Dentistry, ô dentistry

I am so enameled of the 1100€ tooth my dentist made for me that I wish to be buried with, it as a talisman to guide me through the afterlife.

The Ultimo Kartoffel gets a nod

Hey. "The Ultimo Kartoffel" made it into the Amazon Breakthrough Novel Award Second Round. Heartiest congratulations to Ruth (aka Nigel), Ahmed, Bobby-Lee, Regis, Ann & Ed, Trudy, all the gang at the National Guard, oh, and of course, Vlad-Ilitch and Foughal!!

Tuesday, February 22, 2011

Aint it da truf.

Specious (adj.): a word used by everyone else to describe your contribution.

Sunday, February 20, 2011

Twitter cloak of invisibility?

There are times when Twitter just seems to be giving me the finger, and no matter what I put up, nobody reacts. This can go on for many hours, even full days.

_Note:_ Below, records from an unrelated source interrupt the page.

//! Home page: service times and upcoming events.

use super::{render_page, HOME_EVENT_LIMIT};
use crate::error::AppError;
use crate::render::Page;
use crate::state::AppState;
use axum::{extract::State, response::Response};
use chrono::Utc;

pub async fn index(State(state): State<AppState>) -> Result<Response, AppError> {
    let settings = state
        .site_settings
        .get_all()
        .await
        .inspect_err(|e| tracing::error!(error = %e, "failed to load site settings"))?;
    let events = state
        .events
        .get_upcoming(HOME_EVENT_LIMIT)
        .await
        .inspect_err(|e| tracing::error!(error = %e, "failed to load upcoming events"))?;
    let page = Page::Home {
        settings: &settings,
        events: &events,
        now: Utc::now(),
    };
    Ok(render_page(&state, page))
}
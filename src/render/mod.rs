//! Rendering step: a named page plus its data in, HTML bytes out.

mod templates;

pub use templates::MaudRenderer;

use crate::error::AppError;
use chrono::{DateTime, Utc};
use crate::model::{Event, Ministry};
use crate::service::{SiteSettings, StaffGroups};

/// Settings-only sections under `/about`.
#[derive(Clone, Copy, Debug, PartialEq, Eq)]
pub enum AboutSection {
    History,
    Beliefs,
    Worship,
    Gospel,
    Building,
}

impl AboutSection {
    pub fn title(self) -> &'static str {
        match self {
            AboutSection::History => "Our History",
            AboutSection::Beliefs => "Doctrine & Beliefs",
            AboutSection::Worship => "Theology of Worship",
            AboutSection::Gospel => "The Gospel",
            AboutSection::Building => "Our Building",
        }
    }

    pub fn path(self) -> &'static str {
        match self {
            AboutSection::History => "/about/history",
            AboutSection::Beliefs => "/about/beliefs",
            AboutSection::Worship => "/about/worship",
            AboutSection::Gospel => "/about/gospel",
            AboutSection::Building => "/about/building",
        }
    }

    /// Site setting holding this section's rich-text body.
    pub fn content_key(self) -> &'static str {
        match self {
            AboutSection::History => "history_content",
            AboutSection::Beliefs => "beliefs_content",
            AboutSection::Worship => "worship_content",
            AboutSection::Gospel => "gospel_content",
            AboutSection::Building => "building_content",
        }
    }
}

pub enum Page<'a> {
    Home {
        settings: &'a SiteSettings,
        events: &'a [Event],
        /// Clock the events were selected at; drives registration status.
        now: DateTime<Utc>,
    },
    About {
        section: AboutSection,
        settings: &'a SiteSettings,
    },
    Staff {
        settings: &'a SiteSettings,
        groups: &'a StaffGroups,
    },
    MinistriesIndex {
        ministries: &'a [Ministry],
    },
    MinistryShow {
        ministry: &'a Ministry,
    },
}

impl Page<'_> {
    /// Stable page identity, used in logs.
    pub fn name(&self) -> &'static str {
        match self {
            Page::Home { .. } => "home",
            Page::About { section, .. } => match section {
                AboutSection::History => "about_history",
                AboutSection::Beliefs => "about_beliefs",
                AboutSection::Worship => "about_worship",
                AboutSection::Gospel => "about_gospel",
                AboutSection::Building => "about_building",
            },
            Page::Staff { .. } => "about_staff",
            Page::MinistriesIndex { .. } => "ministries_index",
            Page::MinistryShow { .. } => "ministry_show",
        }
    }
}

pub trait Renderer: Send + Sync {
    fn render(&self, page: &Page<'_>) -> Result<String, AppError>;
}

Have I somehow become less interesting, or is everybody off watching the Superbowl or the Grammies - or, having a life, perhaps?

Today's pastorale....

The steady logarithm of the woodsman's axe echoed across the valley.

Saturday, February 19, 2011

Global unrest spreads to the music scene...

Breaking News - Heavy metal fans were urged to return home after violins erupted at a concert in Carnegie Hall.

Friday, February 18, 2011

So try to cheer up.

Messed are the bleak, for they shall wear it, the hurl.

Thursday, February 17, 2011

If you blinked, you missed it.

Let's hear it for the eyelid! With the exception of the prepuce and labia minora, it has the thinnest skin on the whole body!

Wednesday, February 16, 2011

Omelet's solilquy

"Whether 'tis nobler in the pan to sizzle w/cheese&peppers of a runny fortune, or take arms against a viscous discus, &by opposing, flip it."

You got it. Omelet's soliloquy.

I've got Hamlet on line 1.

Whether it Toblerone the mind to shuffle the crimson eros of a famous orphan, or Tecumseh gangsta Fiat rubbles, and buy a frozen tandem?

The idea is to come up with what Hamlet's soliloquy would sound like after a game of "Telephone".

Adieu, blubber boys

"Once removed, the blubber blanket is laid on the deck & cut into smaller pieces by a group of whalers called blubber boys."

A wonderful tidbit from the 18th century whaling trade that promised to inspire a litany of alliterative lunacy, but alas, it was not to be.

Bring back the days when everything wasn't reduced to tawdry sexual connotations. I hate tawdriness.